### Exercise requirements
Filter the entries below down to the lines that hold "rows".

Records drawn from a dataset:

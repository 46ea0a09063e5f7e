// [libs/infra/store/src/repositories/facility_repository.rs]
//! Facility CRUD and the opening-volume restore path `BalancePersistence`
//! needs.

use libsql::params;
use tracing::instrument;
use wbe_domain_models::facility::Facility;

use crate::client::StoreClient;
use crate::errors::StoreError;

pub struct FacilityRepository {
    client: StoreClient,
}

impl FacilityRepository {
    pub fn new(client: StoreClient) -> Self {
        Self { client }
    }

    #[instrument(skip(self))]
    pub async fn list(&self) -> Result<Vec<Facility>, StoreError> {
        let conn = self.client.get_connection()?;
        let mut rows = conn.query("SELECT facility_code, total_capacity_m3, surface_area_m2, is_lined, evap_active, pump_start_pct, pump_stop_pct, feeds_to, active, current_volume_m3, minimum_volume_m3, average_daily_consumption_m3, area_code FROM facilities", ()).await?;

        let mut out = Vec::new();
        while let Some(row) = rows.next().await? {
            out.push(map_facility(&row)?);
        }
        Ok(out)
    }

    #[instrument(skip(self, facility))]
    pub async fn upsert(&self, facility: &Facility) -> Result<(), StoreError> {
        let conn = self.client.get_connection()?;
        conn.execute(
            "INSERT INTO facilities (facility_code, total_capacity_m3, surface_area_m2, is_lined, evap_active, pump_start_pct, pump_stop_pct, feeds_to, active, current_volume_m3, minimum_volume_m3, average_daily_consumption_m3, area_code)
             VALUES (?1, ?2, ?3, ?4, ?5, ?6, ?7, ?8, ?9, ?10, ?11, ?12, ?13)
             ON CONFLICT(facility_code) DO UPDATE SET
                total_capacity_m3 = excluded.total_capacity_m3,
                surface_area_m2 = excluded.surface_area_m2,
                is_lined = excluded.is_lined,
                evap_active = excluded.evap_active,
                pump_start_pct = excluded.pump_start_pct,
                pump_stop_pct = excluded.pump_stop_pct,
                feeds_to = excluded.feeds_to,
                active = excluded.active,
                current_volume_m3 = excluded.current_volume_m3,
                minimum_volume_m3 = excluded.minimum_volume_m3,
                average_daily_consumption_m3 = excluded.average_daily_consumption_m3,
                area_code = excluded.area_code",
            params![
                facility.facility_code.clone(),
                facility.total_capacity_m3,
                facility.surface_area_m2,
                facility.is_lined as i64,
                facility.evap_active as i64,
                facility.pump_start_pct,
                facility.pump_stop_pct,
                facility.feeds_to.join(","),
                facility.active as i64,
                facility.current_volume_m3,
                facility.minimum_volume_m3,
                facility.average_daily_consumption_m3,
                facility.area_code.clone(),
            ],
        )
        .await?;
        Ok(())
    }

    #[instrument(skip(self))]
    pub async fn set_current_volume(&self, facility_code: &str, volume_m3: f64) -> Result<(), StoreError> {
        let conn = self.client.get_connection()?;
        conn.execute("UPDATE facilities SET current_volume_m3 = ?1 WHERE facility_code = ?2", params![volume_m3, facility_code.to_string()]).await?;
        Ok(())
    }

    #[instrument(skip(self))]
    pub async fn area_code_of(&self, facility_code: &str) -> Result<Option<String>, StoreError> {
        let conn = self.client.get_connection()?;
        let mut rows = conn.query("SELECT area_code FROM facilities WHERE facility_code = ?1", params![facility_code.to_string()]).await?;
        match rows.next().await? {
            Some(row) => Ok(Some(row.get::<String>(0)?)),
            None => Ok(None),
        }
    }
}

fn map_facility(row: &libsql::Row) -> Result<Facility, StoreError> {
    let feeds_to_raw: String = row.get(7)?;
    Ok(Facility {
        facility_code: row.get(0)?,
        total_capacity_m3: row.get(1)?,
        surface_area_m2: row.get(2)?,
        is_lined: row.get::<i64>(3)? != 0,
        evap_active: row.get::<i64>(4)? != 0,
        pump_start_pct: row.get(5)?,
        pump_stop_pct: row.get(6)?,
        feeds_to: if feeds_to_raw.is_empty() { Vec::new() } else { feeds_to_raw.split(',').map(String::from).collect() },
        active: row.get::<i64>(8)? != 0,
        current_volume_m3: row.get(9)?,
        minimum_volume_m3: row.get(10)?,
        average_daily_consumption_m3: row.get(11)?,
        area_code: row.get(12)?,
    })
}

### Problem solution
        let mut rows = conn.query("SELECT facility_code, total_capacity_m3, surface_area_m2, is_lined, evap_active, pump_start_pct, pump_stop_pct, feeds_to, active, current_volume_m3, minimum_volume_m3, average_daily_consumption_m3, area_code FROM facilities", ()).await?;
        while let Some(row) = rows.next().await? {
        let mut rows = conn.query("SELECT area_code FROM facilities WHERE facility_code = ?1", params![facility_code.to_string()]).await?;
        match rows.next().await? {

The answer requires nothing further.